Extracted material START
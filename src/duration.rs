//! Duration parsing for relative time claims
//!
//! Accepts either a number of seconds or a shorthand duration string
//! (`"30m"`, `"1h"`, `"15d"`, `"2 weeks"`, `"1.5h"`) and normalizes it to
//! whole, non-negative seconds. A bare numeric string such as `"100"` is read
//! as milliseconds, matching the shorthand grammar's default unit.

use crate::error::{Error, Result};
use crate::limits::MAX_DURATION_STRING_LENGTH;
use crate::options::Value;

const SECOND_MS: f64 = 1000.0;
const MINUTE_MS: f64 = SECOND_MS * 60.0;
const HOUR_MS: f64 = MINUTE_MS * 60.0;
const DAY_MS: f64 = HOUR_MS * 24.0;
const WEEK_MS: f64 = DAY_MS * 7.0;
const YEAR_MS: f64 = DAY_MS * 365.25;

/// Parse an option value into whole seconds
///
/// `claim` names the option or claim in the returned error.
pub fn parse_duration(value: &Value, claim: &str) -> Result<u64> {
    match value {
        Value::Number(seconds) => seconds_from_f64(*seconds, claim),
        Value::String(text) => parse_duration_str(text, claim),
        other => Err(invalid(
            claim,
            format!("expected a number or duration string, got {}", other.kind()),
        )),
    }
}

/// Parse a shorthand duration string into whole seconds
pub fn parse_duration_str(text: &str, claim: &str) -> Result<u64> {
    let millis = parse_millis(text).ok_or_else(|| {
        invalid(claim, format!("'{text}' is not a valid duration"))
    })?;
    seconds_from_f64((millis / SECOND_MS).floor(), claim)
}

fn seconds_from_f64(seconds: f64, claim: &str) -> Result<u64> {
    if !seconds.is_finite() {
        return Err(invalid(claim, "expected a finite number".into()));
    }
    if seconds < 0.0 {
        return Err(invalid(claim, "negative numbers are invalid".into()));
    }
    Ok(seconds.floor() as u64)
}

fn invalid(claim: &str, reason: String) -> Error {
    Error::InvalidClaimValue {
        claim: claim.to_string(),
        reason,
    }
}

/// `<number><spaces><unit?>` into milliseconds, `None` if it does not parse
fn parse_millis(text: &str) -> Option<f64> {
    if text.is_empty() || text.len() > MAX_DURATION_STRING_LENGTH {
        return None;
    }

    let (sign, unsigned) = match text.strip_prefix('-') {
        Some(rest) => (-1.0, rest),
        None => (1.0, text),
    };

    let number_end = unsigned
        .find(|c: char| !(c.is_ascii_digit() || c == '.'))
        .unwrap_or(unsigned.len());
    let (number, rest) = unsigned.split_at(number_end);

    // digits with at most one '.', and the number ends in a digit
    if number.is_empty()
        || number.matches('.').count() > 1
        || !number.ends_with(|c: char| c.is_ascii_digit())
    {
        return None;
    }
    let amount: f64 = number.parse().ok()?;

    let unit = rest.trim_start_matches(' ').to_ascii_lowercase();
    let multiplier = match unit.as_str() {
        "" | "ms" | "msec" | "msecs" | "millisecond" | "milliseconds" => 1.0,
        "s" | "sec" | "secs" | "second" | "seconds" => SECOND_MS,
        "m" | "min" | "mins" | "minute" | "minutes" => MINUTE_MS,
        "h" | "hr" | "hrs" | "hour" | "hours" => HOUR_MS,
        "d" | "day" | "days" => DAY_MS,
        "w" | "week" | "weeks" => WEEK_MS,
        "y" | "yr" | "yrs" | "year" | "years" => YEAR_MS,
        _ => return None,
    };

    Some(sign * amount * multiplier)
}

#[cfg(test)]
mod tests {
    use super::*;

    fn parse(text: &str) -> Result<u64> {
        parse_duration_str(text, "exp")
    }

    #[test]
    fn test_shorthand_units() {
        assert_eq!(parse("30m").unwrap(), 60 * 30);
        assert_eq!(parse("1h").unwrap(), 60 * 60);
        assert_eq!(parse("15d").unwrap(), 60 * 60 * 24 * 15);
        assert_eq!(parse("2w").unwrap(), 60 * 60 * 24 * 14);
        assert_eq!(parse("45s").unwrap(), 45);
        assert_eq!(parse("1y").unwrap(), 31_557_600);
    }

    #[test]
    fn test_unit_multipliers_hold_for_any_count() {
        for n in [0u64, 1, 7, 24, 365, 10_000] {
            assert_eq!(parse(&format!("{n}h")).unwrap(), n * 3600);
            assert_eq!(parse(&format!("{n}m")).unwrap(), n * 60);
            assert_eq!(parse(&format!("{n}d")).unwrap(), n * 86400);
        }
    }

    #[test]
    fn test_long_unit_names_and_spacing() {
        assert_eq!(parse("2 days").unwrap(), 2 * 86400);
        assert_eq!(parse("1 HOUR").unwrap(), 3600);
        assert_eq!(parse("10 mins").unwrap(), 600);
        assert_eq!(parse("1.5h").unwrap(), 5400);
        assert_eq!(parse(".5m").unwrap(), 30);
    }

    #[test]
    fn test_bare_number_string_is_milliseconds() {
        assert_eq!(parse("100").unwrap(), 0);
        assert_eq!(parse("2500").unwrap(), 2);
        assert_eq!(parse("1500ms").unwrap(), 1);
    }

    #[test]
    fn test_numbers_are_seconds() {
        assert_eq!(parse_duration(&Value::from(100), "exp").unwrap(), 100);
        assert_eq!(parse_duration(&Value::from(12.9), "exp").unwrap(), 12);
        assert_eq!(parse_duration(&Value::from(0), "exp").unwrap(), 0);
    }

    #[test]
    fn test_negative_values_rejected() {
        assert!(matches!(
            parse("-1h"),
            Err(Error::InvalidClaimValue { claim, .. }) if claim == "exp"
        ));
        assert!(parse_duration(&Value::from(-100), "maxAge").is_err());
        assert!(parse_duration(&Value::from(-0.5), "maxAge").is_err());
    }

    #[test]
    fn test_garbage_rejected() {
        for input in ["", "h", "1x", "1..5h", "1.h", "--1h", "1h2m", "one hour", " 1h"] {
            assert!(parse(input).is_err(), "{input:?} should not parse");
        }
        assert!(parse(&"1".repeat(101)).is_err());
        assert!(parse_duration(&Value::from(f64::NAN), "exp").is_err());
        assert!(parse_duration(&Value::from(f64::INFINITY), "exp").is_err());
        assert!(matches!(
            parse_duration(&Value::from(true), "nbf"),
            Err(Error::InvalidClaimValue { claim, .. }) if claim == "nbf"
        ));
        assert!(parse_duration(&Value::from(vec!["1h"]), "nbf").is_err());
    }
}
Extracted material END
- Problem to work on: Show, from the material above, each line that includes the string "maxAge".

- Reply:
        assert!(parse_duration(&Value::from(-100), "maxAge").is_err());
        assert!(parse_duration(&Value::from(-0.5), "maxAge").is_err());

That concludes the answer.